美里は「憶俊ごめんね。すぐ帰るから」と言って部屋を出て行った。
いつも一人になると、この格好で部屋の隅に座る。いつもそうだ。あの時も。
記憶の隅に残るのは美里の部屋とは違った殺風景な部屋。グレーの壁、床、無機質な机とベッド。そこで次の時間を待つ。ただ黙って待つだけだった。
色もない。
音楽もない。
ただ、時折、外からの話し声と、叫び声のようなものが聞こえるだけ。
時間になると、ドアが開き、憶俊の担当官が入ってくる。
「到时间了」
感情のない声に促されて、担当官の後をついていく。会話はない。ナンバーロックで施錠された別室では、ベッドに虚ろな目をした女性が座っていた。おそらく薬が盛られているのだろう。
「开始」
担当官の無機質な声が室内に響く。
憶俊はその声を合図に、女性の服を脱がせ、行為を始める。
時折、担当官の指示が飛ぶ。
「不对! 重来!」
担当官に監視されながら、無表情な女性と行為を続けた。
女性は反応はするが、なんの感動もない。ただ人形のように動くだけ。
終わったら、また部屋に戻って、部屋の隅で膝を抱えて待つ。食事、睡眠、そしてまた同じことの繰り返しだった。

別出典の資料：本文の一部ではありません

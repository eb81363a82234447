use anyhow::{Context, Result};
use ethers::contract::abigen;
use ethers::prelude::*;
use ethers::providers::{Http, Provider};
use futures::future::{BoxFuture, FutureExt};
use num_bigint::{BigInt, Sign};
use std::sync::Arc;

use crate::chain::lookups::{BalanceSource, PoolStateSource, TokenMetadataSource};
use crate::error::LookupError;
use crate::math::tick_codec::{MAX_TICK, MIN_TICK};
use crate::models::{FeeTier, PoolSnapshot, TokenMetadata};

abigen!(
    UniswapV3Factory,
    r#"[
        function getPool(address tokenA, address tokenB, uint24 fee) external view returns (address pool)
    ]"#
);

abigen!(
    UniswapV3Pool,
    r#"[
        function slot0() external view returns (uint160 sqrtPriceX96, int24 tick, uint16 observationIndex, uint16 observationCardinality, uint16 observationCardinalityNext, uint8 feeProtocol, bool unlocked)
        function liquidity() external view returns (uint128)
    ]"#
);

abigen!(
    Erc20Token,
    r#"[
        function decimals() external view returns (uint8)
        function symbol() external view returns (string)
        function balanceOf(address owner) external view returns (uint256)
    ]"#
);

/// Reads pool state, token metadata and balances from a Uniswap v3 deployment.
pub struct UniswapV3Client {
    provider: Arc<Provider<Http>>,
    factory: Address,
}

impl UniswapV3Client {
    pub fn new(provider: Arc<Provider<Http>>, factory: Address) -> Self {
        Self { provider, factory }
    }

    pub async fn load_pool_snapshot(&self, token_a: Address, token_b: Address, fee: FeeTier) -> Result<Option<PoolSnapshot>> {
        let factory = UniswapV3Factory::new(self.factory, self.provider.clone());
        let pool_addr = factory
            .get_pool(token_a, token_b, fee.code())
            .call()
            .await
            .context("factory getPool failed")?;
        if pool_addr == Address::zero() {
            log::debug!("No pool for {:?}/{:?} at fee {}", token_a, token_b, fee.code());
            return Ok(None);
        }

        let pool = UniswapV3Pool::new(pool_addr, self.provider.clone());
        let slot0_call = pool.slot_0();
        let liquidity_call = pool.liquidity();
        let (slot0, liquidity) = tokio::try_join!(slot0_call.call(), liquidity_call.call())
            .context("pool slot0/liquidity read failed")?;

        let (sqrt_price_x96, tick, ..) = slot0;
        if sqrt_price_x96.is_zero() {
            // deployed but never initialized
            return Ok(None);
        }

        log::debug!("Pool {:?} tick: {}, liquidity: {}", pool_addr, tick, liquidity);

        Ok(Some(PoolSnapshot {
            sqrt_price_x96: u256_to_bigint(sqrt_price_x96),
            tick,
            liquidity: BigInt::from(liquidity),
        }))
    }

    pub async fn load_token_metadata(&self, token: Address) -> Result<TokenMetadata> {
        let erc20 = Erc20Token::new(token, self.provider.clone());
        let decimals_call = erc20.decimals();
        let symbol_call = erc20.symbol();
        let (decimals, symbol) = tokio::try_join!(decimals_call.call(), symbol_call.call())
            .with_context(|| format!("metadata read failed for {:?}", token))?;
        Ok(TokenMetadata { decimals, symbol })
    }

    pub async fn load_balance(&self, token: Address, owner: Address) -> Result<BigInt> {
        let erc20 = Erc20Token::new(token, self.provider.clone());
        let balance = erc20
            .balance_of(owner)
            .call()
            .await
            .with_context(|| format!("balanceOf failed for {:?}", token))?;
        Ok(u256_to_bigint(balance))
    }
}

fn rpc_error(e: anyhow::Error) -> LookupError {
    LookupError::Rpc(format!("{:#}", e))
}

impl PoolStateSource for UniswapV3Client {
    fn pool_snapshot(&self, token_a: Address, token_b: Address, fee: FeeTier)
        -> BoxFuture<'_, Result<Option<PoolSnapshot>, LookupError>>
    {
        async move {
            match self.load_pool_snapshot(token_a, token_b, fee).await.map_err(rpc_error)? {
                Some(snapshot) if !(MIN_TICK..=MAX_TICK).contains(&snapshot.tick) => {
                    Err(LookupError::InvalidResponse(format!("pool tick {} out of range", snapshot.tick)))
                }
                other => Ok(other),
            }
        }
        .boxed()
    }
}

impl TokenMetadataSource for UniswapV3Client {
    fn token_metadata(&self, token: Address) -> BoxFuture<'_, Result<TokenMetadata, LookupError>> {
        async move { self.load_token_metadata(token).await.map_err(rpc_error) }.boxed()
    }
}

impl BalanceSource for UniswapV3Client {
    fn balance_of(&self, token: Address, owner: Address) -> BoxFuture<'_, Result<BigInt, LookupError>> {
        async move { self.load_balance(token, owner).await.map_err(rpc_error) }.boxed()
    }
}

fn u256_to_bigint(u: U256) -> BigInt {
    let mut buf = [0u8; 32];
    u.to_big_endian(&mut buf);
    BigInt::from_bytes_be(Sign::Plus, &buf)
}

#[cfg(test)]
mod tests {
    use super::*;

    #[test]
    fn test_u256_to_bigint() {
        assert_eq!(u256_to_bigint(U256::zero()), BigInt::from(0u8));
        assert_eq!(u256_to_bigint(U256::from(12345u64)), BigInt::from(12345u64));
        let big = U256::from_dec_str("1461446703485210103287273052203988822378723970342").unwrap();
        assert_eq!(u256_to_bigint(big).to_string(), "1461446703485210103287273052203988822378723970342");
    }

    #[test]
    fn test_client_creation() {
        let provider = Provider::<Http>::try_from("http://localhost:8545").unwrap();
        let _client = UniswapV3Client::new(Arc::new(provider), Address::zero());
    }
}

憶俊は、次第に感情がなくなり、ただ行為をする、まるで機械のように。作業として。
美里とは全然反応が違っていた。
狂おしいほどに自分を求め、愛の声をもらす。嘘偽りのない、本当の言葉。
今も耳に残っている「愛している」の言葉。
そしてそれに反応するように、憶俊の心の中にも、今まで感じたことのない欲望が芽生えていた。
美里にもっと喜んでほしい。自分を感じてほしい。
美里の口から漏れる愛の言葉に、憶俊の心と体は激しく反応した。
今まで美里と過ごしてきた時間、一緒に食べた食事、自分を見つめる美里の漆黒の瞳。
その全てが憶俊の乾き切った心に潤いをもたらしてくれた。
膝を抱えたまま、部屋の中を眺める。
美里の甘い匂いが残る乱れたベッドにもたれかかった。
訓練でもない、担当官からの指示でもない。ただ純粋に彼女だけを求め、狂おしいほどに抱きしめ合った。
視線を巡らせる。シンクに残ったままの食器、ゴミ箱のチラシ、丸まったティッシュ。そんな散らかった日常のノイズすら、今の憶俊には眩しいほどに色づいて見えた。無意識のうちに、憶俊の口元に優しく、そしてどこか泣きそうな微笑みが浮かぶ。冷え切っていた胸の奥底に、小さな慈しみの火が灯るのを感じていた。
「美里さん……」
小さく憶俊が呟く……。
憶俊は知っていた。これが破滅への道筋なのだと。
自分は助からない。この体はそんなに長く持たない。
だが……。
美里には生きてほしい。自分がいなくなっても幸せになってほしい。
自分の心に生まれた不協和音。
自分が辿っている破滅への道と、正反対に位置する美里と共に生きたいという慈しみの気持ちがぶつかり合い、やり場のない葛藤に苦しんでいた。
無意識に左胸の傷跡を強く掴む。爪が食い込み血が滲んだ。そして左耳を強く引っ張った。まるでそれが取り除きたくなるような異物であるように。
奥歯がカチカチと音を立てる。
苦しい。どうしたらいい。どうにもならない。
これは運命。逆らえない。逆らったら……自分だけでは済まない……。
(こんなに大きな傷、痛かったでしょう)
美里の言葉が蘇り、手の力がふっと抜けた。こんな……自分のこんな部分にまで優しく気遣ってくれた……。
美里さん……美里さんだけでも……。